I’d read only a few days before how they were expecting to be down some €20 million this year because of it, as the vast majority of their ad output was bought by media buyer companies based in London budgeting for it in sterling; so when post-Brexit sterling slumped, so too did RTÉ’s ad income.
The bad news for me was that this meant RTÉ television was, at least for now, not planning on employing any freelancers.
As RTÉ radio had just trained up and taken on a bunch of full-time producers and therefore were no longer likely to be in need of my services any time soon, that was a pretty large possible-gig door slammed shut right there.
They both still are still legally obliged to spend a certain percentage of their production budgets in the independent sector so it wasn’t all bad news, but having half your options with one major broadcaster cut off isn’t exactly ideal.
And it’s not just RTÉ in this business that Brexit’s already hit hard.

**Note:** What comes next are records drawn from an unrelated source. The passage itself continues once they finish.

fn email_rows(options: &CustomizeOptions) -> Vec<DnsRecordRow> {
    let domain = &options.domain;
    if options.hosting_provider == "odoo" {
        return vec![
            DnsRecordRow::new(
                "MX",
                "@",
                "10 mx1.mail.odoo.com",
                "Primary Odoo mail server (if using Odoo for email)",
            )
            .category("email"),
            DnsRecordRow::new(
                "MX",
                "@",
                "20 mx2.mail.odoo.com",
                "Secondary Odoo mail server (if using Odoo for email)",
            )
            .category("email"),
            DnsRecordRow::new(
                "TXT",
                "@",
                "v=spf1 include:_spf.odoo.com ~all",
                "SPF record for Odoo email (allows Odoo to send emails on behalf of your domain)",
            )
            .category("email-security"),
            DnsRecordRow::new(
                "TXT",
                "odoo._domainkey",
                ODOO_DKIM_KEY,
                "DKIM record for Odoo email (improves email deliverability)",
            )
            .category("email-security"),
            DnsRecordRow::new(
                "TXT",
                "_dmarc",
                format!("v=DMARC1; p=none; rua=mailto:dmarc-reports@{}", domain),
                "DMARC record for email authentication policy",
            )
            .category("email-security"),
        ];
    }

    match options.email_provider.as_str() {
        "googleWorkspace" => {
            let mut rows = vec![DnsRecordRow::new(
                "MX",
                "@",
                "1 aspmx.l.google.com",
                "Primary Google Workspace mail server",
            )
            .category("email")];
            for (priority, server) in [
                ("5", "alt1.aspmx.l.google.com"),
                ("5", "alt2.aspmx.l.google.com"),
                ("10", "alt3.aspmx.l.google.com"),
                ("10", "alt4.aspmx.l.google.com"),
            ] {
                rows.push(
                    DnsRecordRow::new(
                        "MX",
                        "@",
                        format!("{} {}", priority, server),
                        format!("Google Workspace mail server (priority {})", priority),
                    )
                    .category("email"),
                );
            }
            rows.push(
                DnsRecordRow::new(
                    "TXT",
                    "@",
                    "v=spf1 include:_spf.google.com ~all",
                    "SPF record for Google Workspace",
                )
                .category("email-security"),
            );
            rows
        }
        "microsoft365" => vec![
            DnsRecordRow::new(
                "MX",
                "@",
                format!("0 {}.mail.protection.outlook.com", domain.replace('.', "-")),
                "Microsoft 365 mail server",
            )
            .category("email"),
            DnsRecordRow::new(
                "TXT",
                "@",
                "v=spf1 include:spf.protection.outlook.com -all",
                "SPF record for Microsoft 365",
            )
            .category("email-security"),
        ],
        "zoho" => {
            let mut rows: Vec<DnsRecordRow> = [("10", "mx.zoho.com"), ("20", "mx2.zoho.com"), ("50", "mx3.zoho.com")]
                .iter()
                .map(|(priority, server)| {
                    DnsRecordRow::new(
                        "MX",
                        "@",
                        format!("{} {}", priority, server),
                        format!("Zoho mail server (priority {})", priority),
                    )
                    .category("email")
                })
                .collect();
            rows.push(
                DnsRecordRow::new("TXT", "@", "v=spf1 include:zoho.com ~all", "SPF record for Zoho Mail")
                    .category("email-security"),
            );
            rows
        }
        _ => vec![
            DnsRecordRow::new("MX", "@", "10 mail.example.com", "Replace with your actual mail server")
                .category("email"),
            DnsRecordRow::new(
                "TXT",
                "@",
                "v=spf1 include:_spf.example.com ~all",
                "Replace with your actual SPF record",
            )
            .category("email-security"),
        ],
    }
}

fn subdomain_rows(subdomains: &[String]) -> Vec<DnsRecordRow> {
    subdomains
        .iter()
        .filter_map(|subdomain| {
            let (value, platform) = match subdomain.as_str() {
                "blog" => ("your-blog-platform.com", "blog platform"),
                "shop" => ("your-ecommerce-platform.com", "e-commerce platform"),
                "app" => ("your-app-platform.com", "application platform"),
                "docs" => ("your-docs-platform.com", "documentation platform"),
                _ => return None,
            };
            Some(
                DnsRecordRow::new(
                    "CNAME",
                    subdomain.clone(),
                    value,
                    format!(
                        "Points {} subdomain to your {} (replace with actual URL)",
                        subdomain, platform
                    ),
                )
                .category("subdomains"),
            )
        })
        .collect()
}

Someone at another broadcaster told me only the other week they were having huge problems finding sponsors for some of their programmes, be it because of currency fluctuations or just the general air of uncertainty in a lot of businesses ahead of the UK’s departure.
I’m currently trying to find a sponsor for a media project myself and it ain’t easy so I know just what they mean.

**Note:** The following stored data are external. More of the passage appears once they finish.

/// Run the availability chain for `domain`.
pub async fn check_domain_availability(
    client: &DohClient,
    whois: &WhoisClient,
    domain: &str,
) -> AvailabilityReport {
    debug!("Checking availability of {}", domain);

    let Some((domain_name, tld)) = domain.split_once('.').filter(|(name, tld)| {
        !name.is_empty() && !tld.is_empty()
    }) else {
        return undetermined("Could not determine domain availability.");
    };

    // Strategy 1: any DNS record proves registration.
    let sweep = dns_sweep(client, domain).await;
    if sweep.has_records {
        let existing = ExistingConfiguration {
            has_icp_configuration: sweep.has_icp_configuration,
            records: sweep.records_found.clone(),
        };
        return AvailabilityReport {
            available: Some(false),
            registered: Some(true),
            has_configuration: true,
            dns_check_result: Some(sweep),
            existing_configuration: Some(existing),
            whois_data: None,
            purchase_links: None,
            message: "Domain is registered and has DNS configuration.".to_string(),
        };
    }

    // Strategy 2: WHOIS. A failed lookup falls through to the heuristics.
    match whois.lookup(domain).await {
        Ok(record) if record.registered => {
            return AvailabilityReport {
                available: Some(false),
                registered: Some(true),
                has_configuration: false,
                dns_check_result: None,
                existing_configuration: None,
                whois_data: Some(record.into()),
                purchase_links: None,
                message: "Domain is registered but has no DNS configuration.".to_string(),
            };
        }
        Ok(_) => {
            return AvailabilityReport {
                available: Some(true),
                registered: Some(false),
                has_configuration: false,
                dns_check_result: None,
                existing_configuration: None,
                whois_data: None,
                purchase_links: Some(purchase_links(domain_name, tld)),
                message: "Domain is available for registration.".to_string(),
            };
        }
        Err(e) => warn!("WHOIS lookup failed for {}: {}", domain, e),
    }

    // Strategy 3: name-shape heuristics.
    let verdict = heuristic_check(domain_name, tld);
    if verdict.available {
        AvailabilityReport {
            available: Some(true),
            registered: Some(false),
            has_configuration: false,
            dns_check_result: None,
            existing_configuration: None,
            whois_data: None,
            purchase_links: Some(purchase_links(domain_name, tld)),
            message: "Domain appears to be available for registration.".to_string(),
        }
    } else {
        debug!(
            "Heuristic {} marks {} as unavailable: {}",
            verdict.method, domain, verdict.note
        );
        AvailabilityReport {
            available: Some(false),
            registered: Some(true),
            has_configuration: false,
            dns_check_result: None,
            existing_configuration: None,
            whois_data: None,
            purchase_links: None,
            message: "Domain appears to be registered but has no DNS configuration.".to_string(),
        }
    }
}

#[cfg(test)]
mod tests {
    use super::*;
    use pretty_assertions::assert_eq;

    #[test]
    fn test_known_brand_is_taken() {
        let verdict = heuristic_check("google", "com");
        assert!(!verdict.available);
        assert_eq!(verdict.method, "known-domain");

        // Brand names are taken regardless of TLD.
        let verdict = heuristic_check("Google", "xyz");
        assert_eq!(verdict.method, "known-domain");
    }

    #[test]
    fn test_dictionary_word_in_popular_tld() {
        let verdict = heuristic_check("active", "com");
        assert!(!verdict.available);
        assert_eq!(verdict.method, "dictionary-word");

        // The same word in an uncommon TLD falls through to available.
        let verdict = heuristic_check("active", "xyz");
        assert!(verdict.available);
        assert_eq!(verdict.method, "heuristic");
    }

    #[test]
    fn test_short_name_in_popular_tld() {
        let verdict = heuristic_check("abcd", "io");
        assert!(!verdict.available);
        assert_eq!(verdict.method, "short-domain");

        let verdict = heuristic_check("abcde", "io");
        assert!(verdict.available);
    }

    #[test]
    fn test_random_name_appears_available() {
        let verdict = heuristic_check("xk7qz9", "com");
        assert!(verdict.available);
        assert_eq!(verdict.method, "heuristic");
    }

    #[test]
    fn test_purchase_links_embed_domain() {
        let links = purchase_links("example", "com");
        let namecheap = links["namecheap"].as_str().unwrap();
        assert!(namecheap.contains("example.com"));
        assert!(links["godaddy"].as_str().unwrap().contains("example.com"));
        assert_eq!(links.as_object().unwrap().len(), 8);
    }

    #[test]
    fn test_whois_record_defaults() {
        let record: WhoisRecord = serde_json::from_str("{}").unwrap();
        assert!(!record.registered);

        let data = WhoisData::from(record);
        assert_eq!(data.registrar, "Unknown");
        assert_eq!(data.creation_date, "Unknown");
        assert_eq!(data.expiry_date, "Unknown");
    }

    #[test]
    fn test_whois_record_fields() {
        let record: WhoisRecord = serde_json::from_str(
            r#"{"registered": true, "registrar": "Example Registrar", "created": "2020-01-01", "expires": "2030-01-01"}"#,
        )
        .unwrap();
        assert!(record.registered);

        let data = WhoisData::from(record);
        assert_eq!(data.registrar, "Example Registrar");
        assert_eq!(data.expiry_date, "2030-01-01");
    }

    #[test]
    fn test_sweep_mx_detection() {
        let mut records = Map::new();
        records.insert(
            "MX".to_string(),
            json!({ "Status": 0, "Answer": [{ "name": "example.com.", "type": 15, "TTL": 300, "data": "10 mail.example.com." }] }),
        );
        let sweep = DnsSweep {
            has_records: true,
            has_web_records: false,
            has_icp_configuration: false,
            records_found: records,
            icp_compatible: true,
        };
        assert!(sweep_has_mx(&sweep));

        let empty = DnsSweep {
            has_records: false,
            has_web_records: false,
            has_icp_configuration: false,
            records_found: Map::new(),
            icp_compatible: true,
        };
        assert!(!sweep_has_mx(&empty));
    }

    #[test]
    fn test_domain_info_serialization_keys() {
        let info = DomainInfo {
            registered: true,
            has_website: true,
            has_email: false,
            has_ssl: true,
            dns_records: Map::new(),
            summary: DomainSummary {
                status: "active".to_string(),
                message: "Domain is registered and has DNS configuration".to_string(),
            },
        };
        let json = serde_json::to_value(&info).unwrap();
        assert_eq!(json["hasWebsite"], true);
        assert_eq!(json["hasSSL"], true);
        assert_eq!(json["hasEmail"], false);
        assert_eq!(json["summary"]["status"], "active");
    }

    #[test]
    fn test_report_serialization_keys() {
        let report = undetermined("Could not determine domain availability.");
        let json = serde_json::to_value(&report).unwrap();
        assert_eq!(json["available"], Value::Null);
        assert_eq!(json["registered"], Value::Null);
        assert_eq!(json["hasConfiguration"], false);
        assert!(json.get("whoisData").is_none());
        assert!(json.get("purchaseLinks").is_none());
    }
}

The proposal is with a lot of folk at the mo so I sit and wait.
That of course isn’t the only waiting I’m doing.
Over the last few months I’ve pitched ideas into some of the regular, well-advertised Irish broadcast funding rounds, all of which have specific decision timelines, as well as outside of these directly to those whose job involves commissioning new programmes, where timelines are more fluid, so when – even if – you might get a reply from them, to say the least, varies.
And not just in Ireland; I long ago learned that this is such a small market that relying on it is very risky so I’ve an idea about to go to a UK broadcaster too.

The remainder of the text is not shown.